# [What the task requires]
Return the entries in full, exactly as written.

# [Recorded data]

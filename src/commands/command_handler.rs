use std::sync::Arc;

use tokio::sync::Mutex;

use crate::{
    commands::{
        blpop::{BlpopArguments, blpop, try_blpop},
        command_error::CommandError,
        del::{DelArguments, del},
        echo::{EchoArguments, echo},
        exists::{ExistsArguments, exists},
        get::{GetArguments, get},
        incr::{IncrArguments, incr},
        info::{InfoArguments, info},
        keys::{KeysArguments, keys},
        llen::{LlenArguments, llen},
        lpop::{LpopArguments, lpop},
        lrange::{LrangeArguments, lrange},
        ping::{PingArguments, ping},
        rpush_and_lpush::{PushArrayOperations, lpush, rpush},
        set::{SetArguments, set},
        transactions::{
            DiscardArguments, ExecArguments, MultiArguments, UnwatchArguments, WatchArguments,
            discard, exec, multi, unwatch, watch,
        },
        type_command::{TypeArguments, type_command},
        xadd::{XaddArguments, xadd},
        xrange::{XrangeArguments, xrange},
        xread::{XreadArguments, xread, xread_blocking},
    },
    key_value_store::KeyValueStore,
    resp::RespValue,
    state::State,
};

/// Commands buffered by a transaction, together with the keys the client
/// watched and the versions they had at WATCH time.
#[derive(Debug, PartialEq)]
pub struct TransactionBatch {
    pub commands: Vec<CommandHandler>,
    pub watched_keys: Vec<(String, u64)>,
}

#[derive(Debug, PartialEq)]
pub enum CommandResult {
    Response(RespValue),
    Batch(TransactionBatch),
}

#[derive(Debug, PartialEq, Clone)]
pub struct CommandHandler {
    pub name: String,
    pub arguments: Vec<String>,
}

impl CommandHandler {
    pub fn new(input: RespValue) -> Result<Self, CommandError> {
        let RespValue::Array(elements) = input else {
            return Err(CommandError::InvalidCommand);
        };

        let mut elements = elements.into_iter();

        let name = match elements.next() {
            Some(RespValue::BulkString(s)) => s.to_uppercase(),
            _ => return Err(CommandError::InvalidCommand),
        };

        let mut arguments: Vec<String> = Vec::new();

        for element in elements {
            let RespValue::BulkString(arg) = element else {
                return Err(CommandError::InvalidCommand);
            };

            arguments.push(arg);
        }

        Ok(Self { name, arguments })
    }

    pub fn validate_command_arguments(&self) -> Option<CommandError> {
        let arguments = self.arguments.as_slice();

        match self.name.as_str() {
            "PING" => PingArguments::parse(arguments).err(),
            "ECHO" => EchoArguments::parse(arguments).err(),
            "GET" => GetArguments::parse(arguments).err(),
            "SET" => SetArguments::parse(arguments).err(),
            "INCR" => IncrArguments::parse(arguments).err(),
            "DEL" => DelArguments::parse(arguments).err(),
            "EXISTS" => ExistsArguments::parse(arguments).err(),
            "KEYS" => KeysArguments::parse(arguments).err(),
            "TYPE" => TypeArguments::parse(arguments).err(),
            "RPUSH" => PushArrayOperations::parse(arguments, false).err(),
            "LPUSH" => PushArrayOperations::parse(arguments, true).err(),
            "LRANGE" => LrangeArguments::parse(arguments).err(),
            "LLEN" => LlenArguments::parse(arguments).err(),
            "LPOP" => LpopArguments::parse(arguments).err(),
            "BLPOP" => BlpopArguments::parse(arguments).err(),
            "XADD" => XaddArguments::parse(arguments).err(),
            "XRANGE" => XrangeArguments::parse(arguments).err(),
            "XREAD" => XreadArguments::parse(arguments).err(),
            "INFO" => InfoArguments::parse(arguments).err(),
            "MULTI" => MultiArguments::parse(arguments).err(),
            "EXEC" => ExecArguments::parse(arguments).err(),
            "DISCARD" => DiscardArguments::parse(arguments).err(),
            "WATCH" => WatchArguments::parse(arguments).err(),
            "UNWATCH" => UnwatchArguments::parse(arguments).err(),
            _ => Some(CommandError::UnknownCommand(self.name.to_lowercase())),
        }
    }

    /// Runs a keyspace command to completion against an already locked store.
    ///
    /// This is the path EXEC uses for buffered commands, so nothing here may
    /// suspend: BLPOP and XREAD BLOCK become single non-blocking attempts.
    /// Transaction control commands other than UNWATCH never reach this point.
    pub(crate) fn execute(&self, store: &mut KeyValueStore) -> Result<RespValue, CommandError> {
        let arguments = self.arguments.as_slice();

        match self.name.as_str() {
            "PING" => ping(arguments),
            "ECHO" => echo(arguments),
            "GET" => get(store, arguments),
            "SET" => set(store, arguments),
            "INCR" => incr(store, arguments),
            "DEL" => del(store, arguments),
            "EXISTS" => exists(store, arguments),
            "KEYS" => keys(store, arguments),
            "TYPE" => type_command(store, arguments),
            "RPUSH" => rpush(store, arguments),
            "LPUSH" => lpush(store, arguments),
            "LRANGE" => lrange(store, arguments),
            "LLEN" => llen(store, arguments),
            "LPOP" => lpop(store, arguments),
            "BLPOP" => try_blpop(store, arguments),
            "XADD" => xadd(store, arguments),
            "XRANGE" => xrange(store, arguments),
            "XREAD" => xread(store, arguments),
            "INFO" => info(arguments),
            "UNWATCH" => UnwatchArguments::parse(arguments).map(|_| RespValue::ok()),
            _ => Err(CommandError::UnknownCommand(self.name.to_lowercase())),
        }
    }

    pub async fn handle_command(
        &self,
        client_address: &str,
        store: Arc<Mutex<KeyValueStore>>,
        state: Arc<Mutex<State>>,
    ) -> Result<CommandResult, CommandError> {
        if let Some(response) = self
            .queue_command_if_in_transaction(client_address, Arc::clone(&state))
            .await?
        {
            return Ok(CommandResult::Response(response));
        }

        let arguments = self.arguments.as_slice();

        match self.name.as_str() {
            "BLPOP" => blpop(client_address, store, state, arguments)
                .await
                .map(CommandResult::Response),
            "XREAD" => xread_blocking(client_address, store, state, arguments)
                .await
                .map(CommandResult::Response),
            "MULTI" => multi(client_address, state, arguments).await,
            "EXEC" => exec(client_address, state, arguments).await,
            "DISCARD" => discard(client_address, state, arguments).await,
            "WATCH" => watch(client_address, store, state, arguments).await,
            "UNWATCH" => unwatch(client_address, state, arguments).await,
            _ => {
                let mut store_guard = store.lock().await;
                let response = self.execute(&mut store_guard)?;

                let mut state_guard = state.lock().await;
                state_guard.serve_ready_keys(&mut store_guard);

                Ok(CommandResult::Response(response))
            }
        }
    }

    /// Buffers the command if the client is inside MULTI. Returns the QUEUED
    /// reply when it was buffered and `None` when it should run now.
    async fn queue_command_if_in_transaction(
        &self,
        client_address: &str,
        state: Arc<Mutex<State>>,
    ) -> Result<Option<RespValue>, CommandError> {
        let transaction_commands = ["MULTI", "EXEC", "DISCARD", "WATCH"];

        if transaction_commands.contains(&self.name.as_str()) {
            return Ok(None);
        }

        let mut state_guard = state.lock().await;

        if !state_guard.is_in_transaction(client_address) {
            return Ok(None);
        }

        if let Some(err) = self.validate_command_arguments() {
            return Err(err);
        }

        state_guard.add_to_transaction(client_address, self.clone())?;

        Ok(Some(RespValue::SimpleString("QUEUED".to_string())))
    }
}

# [Answer]
filename src/commands/command_handler.rs
use std::sync::Arc;

use tokio::sync::Mutex;

use crate::{
    commands::{
        blpop::{BlpopArguments, blpop, try_blpop},
        command_error::CommandError,
        del::{DelArguments, del},
        echo::{EchoArguments, echo},
        exists::{ExistsArguments, exists},
        get::{GetArguments, get},
        incr::{IncrArguments, incr},
        info::{InfoArguments, info},
        keys::{KeysArguments, keys},
        llen::{LlenArguments, llen},
        lpop::{LpopArguments, lpop},
        lrange::{LrangeArguments, lrange},
        ping::{PingArguments, ping},
        rpush_and_lpush::{PushArrayOperations, lpush, rpush},
        set::{SetArguments, set},
        transactions::{
            DiscardArguments, ExecArguments, MultiArguments, UnwatchArguments, WatchArguments,
            discard, exec, multi, unwatch, watch,
        },
        type_command::{TypeArguments, type_command},
        xadd::{XaddArguments, xadd},
        xrange::{XrangeArguments, xrange},
        xread::{XreadArguments, xread, xread_blocking},
    },
    key_value_store::KeyValueStore,
    resp::RespValue,
    state::State,
};

/// Commands buffered by a transaction, together with the keys the client
/// watched and the versions they had at WATCH time.
#[derive(Debug, PartialEq)]
pub struct TransactionBatch {
    pub commands: Vec<CommandHandler>,
    pub watched_keys: Vec<(String, u64)>,
}

#[derive(Debug, PartialEq)]
pub enum CommandResult {
    Response(RespValue),
    Batch(TransactionBatch),
}

#[derive(Debug, PartialEq, Clone)]
pub struct CommandHandler {
    pub name: String,
    pub arguments: Vec<String>,
}

impl CommandHandler {
    pub fn new(input: RespValue) -> Result<Self, CommandError> {
        let RespValue::Array(elements) = input else {
            return Err(CommandError::InvalidCommand);
        };

        let mut elements = elements.into_iter();

        let name = match elements.next() {
            Some(RespValue::BulkString(s)) => s.to_uppercase(),
            _ => return Err(CommandError::InvalidCommand),
        };

        let mut arguments: Vec<String> = Vec::new();

        for element in elements {
            let RespValue::BulkString(arg) = element else {
                return Err(CommandError::InvalidCommand);
            };

            arguments.push(arg);
        }

        Ok(Self { name, arguments })
    }

    pub fn validate_command_arguments(&self) -> Option<CommandError> {
        let arguments = self.arguments.as_slice();

        match self.name.as_str() {
            "PING" => PingArguments::parse(arguments).err(),
            "ECHO" => EchoArguments::parse(arguments).err(),
            "GET" => GetArguments::parse(arguments).err(),
            "SET" => SetArguments::parse(arguments).err(),
            "INCR" => IncrArguments::parse(arguments).err(),
            "DEL" => DelArguments::parse(arguments).err(),
            "EXISTS" => ExistsArguments::parse(arguments).err(),
            "KEYS" => KeysArguments::parse(arguments).err(),
            "TYPE" => TypeArguments::parse(arguments).err(),
            "RPUSH" => PushArrayOperations::parse(arguments, false).err(),
            "LPUSH" => PushArrayOperations::parse(arguments, true).err(),
            "LRANGE" => LrangeArguments::parse(arguments).err(),
            "LLEN" => LlenArguments::parse(arguments).err(),
            "LPOP" => LpopArguments::parse(arguments).err(),
            "BLPOP" => BlpopArguments::parse(arguments).err(),
            "XADD" => XaddArguments::parse(arguments).err(),
            "XRANGE" => XrangeArguments::parse(arguments).err(),
            "XREAD" => XreadArguments::parse(arguments).err(),
            "INFO" => InfoArguments::parse(arguments).err(),
            "MULTI" => MultiArguments::parse(arguments).err(),
            "EXEC" => ExecArguments::parse(arguments).err(),
            "DISCARD" => DiscardArguments::parse(arguments).err(),
            "WATCH" => WatchArguments::parse(arguments).err(),
            "UNWATCH" => UnwatchArguments::parse(arguments).err(),
            _ => Some(CommandError::UnknownCommand(self.name.to_lowercase())),
        }
    }

    /// Runs a keyspace command to completion against an already locked store.
    ///
    /// This is the path EXEC uses for buffered commands, so nothing here may
    /// suspend: BLPOP and XREAD BLOCK become single non-blocking attempts.
    /// Transaction control commands other than UNWATCH never reach this point.
    pub(crate) fn execute(&self, store: &mut KeyValueStore) -> Result<RespValue, CommandError> {
        let arguments = self.arguments.as_slice();

        match self.name.as_str() {
            "PING" => ping(arguments),
            "ECHO" => echo(arguments),
            "GET" => get(store, arguments),
            "SET" => set(store, arguments),
            "INCR" => incr(store, arguments),
            "DEL" => del(store, arguments),
            "EXISTS" => exists(store, arguments),
            "KEYS" => keys(store, arguments),
            "TYPE" => type_command(store, arguments),
            "RPUSH" => rpush(store, arguments),
            "LPUSH" => lpush(store, arguments),
            "LRANGE" => lrange(store, arguments),
            "LLEN" => llen(store, arguments),
            "LPOP" => lpop(store, arguments),
            "BLPOP" => try_blpop(store, arguments),
            "XADD" => xadd(store, arguments),
            "XRANGE" => xrange(store, arguments),
            "XREAD" => xread(store, arguments),
            "INFO" => info(arguments),
            "UNWATCH" => UnwatchArguments::parse(arguments).map(|_| RespValue::ok()),
            _ => Err(CommandError::UnknownCommand(self.name.to_lowercase())),
        }
    }

    pub async fn handle_command(
        &self,
        client_address: &str,
        store: Arc<Mutex<KeyValueStore>>,
        state: Arc<Mutex<State>>,
    ) -> Result<CommandResult, CommandError> {
        if let Some(response) = self
            .queue_command_if_in_transaction(client_address, Arc::clone(&state))
            .await?
        {
            return Ok(CommandResult::Response(response));
        }

        let arguments = self.arguments.as_slice();

        match self.name.as_str() {
            "BLPOP" => blpop(client_address, store, state, arguments)
                .await
                .map(CommandResult::Response),
            "XREAD" => xread_blocking(client_address, store, state, arguments)
                .await
                .map(CommandResult::Response),
            "MULTI" => multi(client_address, state, arguments).await,
            "EXEC" => exec(client_address, state, arguments).await,
            "DISCARD" => discard(client_address, state, arguments).await,
            "WATCH" => watch(client_address, store, state, arguments).await,
            "UNWATCH" => unwatch(client_address, state, arguments).await,
            _ => {
                let mut store_guard = store.lock().await;
                let response = self.execute(&mut store_guard)?;

                let mut state_guard = state.lock().await;
                state_guard.serve_ready_keys(&mut store_guard);

                Ok(CommandResult::Response(response))
            }
        }
    }

    /// Buffers the command if the client is inside MULTI. Returns the QUEUED
    /// reply when it was buffered and `None` when it should run now.
    async fn queue_command_if_in_transaction(
        &self,
        client_address: &str,
        state: Arc<Mutex<State>>,
    ) -> Result<Option<RespValue>, CommandError> {
        let transaction_commands = ["MULTI", "EXEC", "DISCARD", "WATCH"];

        if transaction_commands.contains(&self.name.as_str()) {
            return Ok(None);
        }

        let mut state_guard = state.lock().await;

        if !state_guard.is_in_transaction(client_address) {
            return Ok(None);
        }

        if let Some(err) = self.validate_command_arguments() {
            return Err(err);
        }

        state_guard.add_to_transaction(client_address, self.clone())?;

        Ok(Some(RespValue::SimpleString("QUEUED".to_string())))
    }
}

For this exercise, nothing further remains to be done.